_Exercise objective_
This exercise calls for the records to be repeated in full, exactly as written.

▼

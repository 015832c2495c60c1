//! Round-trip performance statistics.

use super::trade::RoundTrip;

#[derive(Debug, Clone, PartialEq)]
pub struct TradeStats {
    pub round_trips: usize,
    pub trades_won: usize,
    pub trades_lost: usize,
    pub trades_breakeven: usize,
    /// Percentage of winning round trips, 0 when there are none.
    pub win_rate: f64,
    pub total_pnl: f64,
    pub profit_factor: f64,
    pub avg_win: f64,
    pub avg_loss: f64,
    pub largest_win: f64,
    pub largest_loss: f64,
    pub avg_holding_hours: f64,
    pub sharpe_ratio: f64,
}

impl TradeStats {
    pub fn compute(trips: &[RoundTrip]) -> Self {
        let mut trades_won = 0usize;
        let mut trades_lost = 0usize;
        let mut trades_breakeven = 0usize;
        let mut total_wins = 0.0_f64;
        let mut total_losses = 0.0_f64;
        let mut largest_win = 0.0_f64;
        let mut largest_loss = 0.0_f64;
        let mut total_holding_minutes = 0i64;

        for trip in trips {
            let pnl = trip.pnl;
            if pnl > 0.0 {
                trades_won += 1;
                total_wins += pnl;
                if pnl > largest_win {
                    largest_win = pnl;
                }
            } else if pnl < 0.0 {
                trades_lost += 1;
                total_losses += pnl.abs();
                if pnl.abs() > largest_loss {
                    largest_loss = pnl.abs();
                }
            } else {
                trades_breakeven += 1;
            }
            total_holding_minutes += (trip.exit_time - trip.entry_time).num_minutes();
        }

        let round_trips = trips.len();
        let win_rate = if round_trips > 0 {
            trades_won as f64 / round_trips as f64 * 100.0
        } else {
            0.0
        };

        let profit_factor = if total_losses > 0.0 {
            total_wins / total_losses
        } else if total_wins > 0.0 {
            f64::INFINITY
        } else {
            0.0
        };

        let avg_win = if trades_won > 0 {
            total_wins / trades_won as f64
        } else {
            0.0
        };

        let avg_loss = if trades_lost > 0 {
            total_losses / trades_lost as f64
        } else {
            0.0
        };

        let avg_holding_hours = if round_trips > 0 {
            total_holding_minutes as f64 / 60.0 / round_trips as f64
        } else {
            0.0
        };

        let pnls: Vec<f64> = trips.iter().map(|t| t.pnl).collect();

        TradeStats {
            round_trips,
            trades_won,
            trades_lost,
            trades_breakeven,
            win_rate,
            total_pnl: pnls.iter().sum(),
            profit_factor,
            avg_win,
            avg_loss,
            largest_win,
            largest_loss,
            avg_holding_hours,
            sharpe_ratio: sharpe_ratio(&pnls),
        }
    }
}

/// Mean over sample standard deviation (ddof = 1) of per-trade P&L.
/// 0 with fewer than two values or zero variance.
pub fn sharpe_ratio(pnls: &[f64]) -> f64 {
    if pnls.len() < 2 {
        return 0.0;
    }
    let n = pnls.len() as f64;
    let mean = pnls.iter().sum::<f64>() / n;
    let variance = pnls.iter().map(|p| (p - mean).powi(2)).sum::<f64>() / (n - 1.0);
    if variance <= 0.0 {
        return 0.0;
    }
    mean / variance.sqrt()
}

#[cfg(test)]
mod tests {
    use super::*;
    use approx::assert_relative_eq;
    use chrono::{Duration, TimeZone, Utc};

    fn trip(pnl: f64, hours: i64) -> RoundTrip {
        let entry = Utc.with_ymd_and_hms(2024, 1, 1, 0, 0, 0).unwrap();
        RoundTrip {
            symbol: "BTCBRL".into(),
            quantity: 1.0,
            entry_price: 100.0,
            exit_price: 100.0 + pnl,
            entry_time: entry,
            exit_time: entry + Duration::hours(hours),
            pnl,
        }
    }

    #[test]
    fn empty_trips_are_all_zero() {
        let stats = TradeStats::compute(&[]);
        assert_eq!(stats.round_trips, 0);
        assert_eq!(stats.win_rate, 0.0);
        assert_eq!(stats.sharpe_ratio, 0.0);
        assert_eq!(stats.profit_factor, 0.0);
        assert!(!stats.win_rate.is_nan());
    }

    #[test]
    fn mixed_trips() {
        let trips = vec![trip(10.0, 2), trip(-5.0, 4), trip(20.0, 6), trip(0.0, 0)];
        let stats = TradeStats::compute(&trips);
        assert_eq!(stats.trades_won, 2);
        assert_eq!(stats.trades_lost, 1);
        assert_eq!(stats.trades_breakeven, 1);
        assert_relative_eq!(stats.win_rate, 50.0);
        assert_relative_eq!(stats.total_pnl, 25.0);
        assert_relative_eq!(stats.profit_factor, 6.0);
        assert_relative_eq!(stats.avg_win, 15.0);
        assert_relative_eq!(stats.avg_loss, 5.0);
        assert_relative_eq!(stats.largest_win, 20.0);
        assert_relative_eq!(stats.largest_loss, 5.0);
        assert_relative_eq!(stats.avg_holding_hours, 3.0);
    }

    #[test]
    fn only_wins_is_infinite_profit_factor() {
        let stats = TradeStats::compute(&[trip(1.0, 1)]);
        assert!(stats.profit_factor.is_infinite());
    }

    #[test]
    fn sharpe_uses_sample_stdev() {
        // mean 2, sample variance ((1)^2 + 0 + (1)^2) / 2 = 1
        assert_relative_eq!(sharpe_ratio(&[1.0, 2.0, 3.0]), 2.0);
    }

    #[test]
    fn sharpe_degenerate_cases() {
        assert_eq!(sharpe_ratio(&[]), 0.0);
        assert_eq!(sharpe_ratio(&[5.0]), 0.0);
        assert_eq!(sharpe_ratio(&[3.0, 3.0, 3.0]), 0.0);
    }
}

▲

_Exercise answer_
repository 015832c2495c60c1
//! Round-trip performance statistics.

use super::trade::RoundTrip;

#[derive(Debug, Clone, PartialEq)]
pub struct TradeStats {
    pub round_trips: usize,
    pub trades_won: usize,
    pub trades_lost: usize,
    pub trades_breakeven: usize,
    /// Percentage of winning round trips, 0 when there are none.
    pub win_rate: f64,
    pub total_pnl: f64,
    pub profit_factor: f64,
    pub avg_win: f64,
    pub avg_loss: f64,
    pub largest_win: f64,
    pub largest_loss: f64,
    pub avg_holding_hours: f64,
    pub sharpe_ratio: f64,
}

impl TradeStats {
    pub fn compute(trips: &[RoundTrip]) -> Self {
        let mut trades_won = 0usize;
        let mut trades_lost = 0usize;
        let mut trades_breakeven = 0usize;
        let mut total_wins = 0.0_f64;
        let mut total_losses = 0.0_f64;
        let mut largest_win = 0.0_f64;
        let mut largest_loss = 0.0_f64;
        let mut total_holding_minutes = 0i64;

        for trip in trips {
            let pnl = trip.pnl;
            if pnl > 0.0 {
                trades_won += 1;
                total_wins += pnl;
                if pnl > largest_win {
                    largest_win = pnl;
                }
            } else if pnl < 0.0 {
                trades_lost += 1;
                total_losses += pnl.abs();
                if pnl.abs() > largest_loss {
                    largest_loss = pnl.abs();
                }
            } else {
                trades_breakeven += 1;
            }
            total_holding_minutes += (trip.exit_time - trip.entry_time).num_minutes();
        }

        let round_trips = trips.len();
        let win_rate = if round_trips > 0 {
            trades_won as f64 / round_trips as f64 * 100.0
        } else {
            0.0
        };

        let profit_factor = if total_losses > 0.0 {
            total_wins / total_losses
        } else if total_wins > 0.0 {
            f64::INFINITY
        } else {
            0.0
        };

        let avg_win = if trades_won > 0 {
            total_wins / trades_won as f64
        } else {
            0.0
        };

        let avg_loss = if trades_lost > 0 {
            total_losses / trades_lost as f64
        } else {
            0.0
        };

        let avg_holding_hours = if round_trips > 0 {
            total_holding_minutes as f64 / 60.0 / round_trips as f64
        } else {
            0.0
        };

        let pnls: Vec<f64> = trips.iter().map(|t| t.pnl).collect();

        TradeStats {
            round_trips,
            trades_won,
            trades_lost,
            trades_breakeven,
            win_rate,
            total_pnl: pnls.iter().sum(),
            profit_factor,
            avg_win,
            avg_loss,
            largest_win,
            largest_loss,
            avg_holding_hours,
            sharpe_ratio: sharpe_ratio(&pnls),
        }
    }
}

/// Mean over sample standard deviation (ddof = 1) of per-trade P&L.
/// 0 with fewer than two values or zero variance.
pub fn sharpe_ratio(pnls: &[f64]) -> f64 {
    if pnls.len() < 2 {
        return 0.0;
    }
    let n = pnls.len() as f64;
    let mean = pnls.iter().sum::<f64>() / n;
    let variance = pnls.iter().map(|p| (p - mean).powi(2)).sum::<f64>() / (n - 1.0);
    if variance <= 0.0 {
        return 0.0;
    }
    mean / variance.sqrt()
}

#[cfg(test)]
mod tests {
    use super::*;
    use approx::assert_relative_eq;
    use chrono::{Duration, TimeZone, Utc};

    fn trip(pnl: f64, hours: i64) -> RoundTrip {
        let entry = Utc.with_ymd_and_hms(2024, 1, 1, 0, 0, 0).unwrap();
        RoundTrip {
            symbol: "BTCBRL".into(),
            quantity: 1.0,
            entry_price: 100.0,
            exit_price: 100.0 + pnl,
            entry_time: entry,
            exit_time: entry + Duration::hours(hours),
            pnl,
        }
    }

    #[test]
    fn empty_trips_are_all_zero() {
        let stats = TradeStats::compute(&[]);
        assert_eq!(stats.round_trips, 0);
        assert_eq!(stats.win_rate, 0.0);
        assert_eq!(stats.sharpe_ratio, 0.0);
        assert_eq!(stats.profit_factor, 0.0);
        assert!(!stats.win_rate.is_nan());
    }

    #[test]
    fn mixed_trips() {
        let trips = vec![trip(10.0, 2), trip(-5.0, 4), trip(20.0, 6), trip(0.0, 0)];
        let stats = TradeStats::compute(&trips);
        assert_eq!(stats.trades_won, 2);
        assert_eq!(stats.trades_lost, 1);
        assert_eq!(stats.trades_breakeven, 1);
        assert_relative_eq!(stats.win_rate, 50.0);
        assert_relative_eq!(stats.total_pnl, 25.0);
        assert_relative_eq!(stats.profit_factor, 6.0);
        assert_relative_eq!(stats.avg_win, 15.0);
        assert_relative_eq!(stats.avg_loss, 5.0);
        assert_relative_eq!(stats.largest_win, 20.0);
        assert_relative_eq!(stats.largest_loss, 5.0);
        assert_relative_eq!(stats.avg_holding_hours, 3.0);
    }

    #[test]
    fn only_wins_is_infinite_profit_factor() {
        let stats = TradeStats::compute(&[trip(1.0, 1)]);
        assert!(stats.profit_factor.is_infinite());
    }

    #[test]
    fn sharpe_uses_sample_stdev() {
        // mean 2, sample variance ((1)^2 + 0 + (1)^2) / 2 = 1
        assert_relative_eq!(sharpe_ratio(&[1.0, 2.0, 3.0]), 2.0);
    }

    #[test]
    fn sharpe_degenerate_cases() {
        assert_eq!(sharpe_ratio(&[]), 0.0);
        assert_eq!(sharpe_ratio(&[5.0]), 0.0);
        assert_eq!(sharpe_ratio(&[3.0, 3.0, 3.0]), 0.0);
    }
}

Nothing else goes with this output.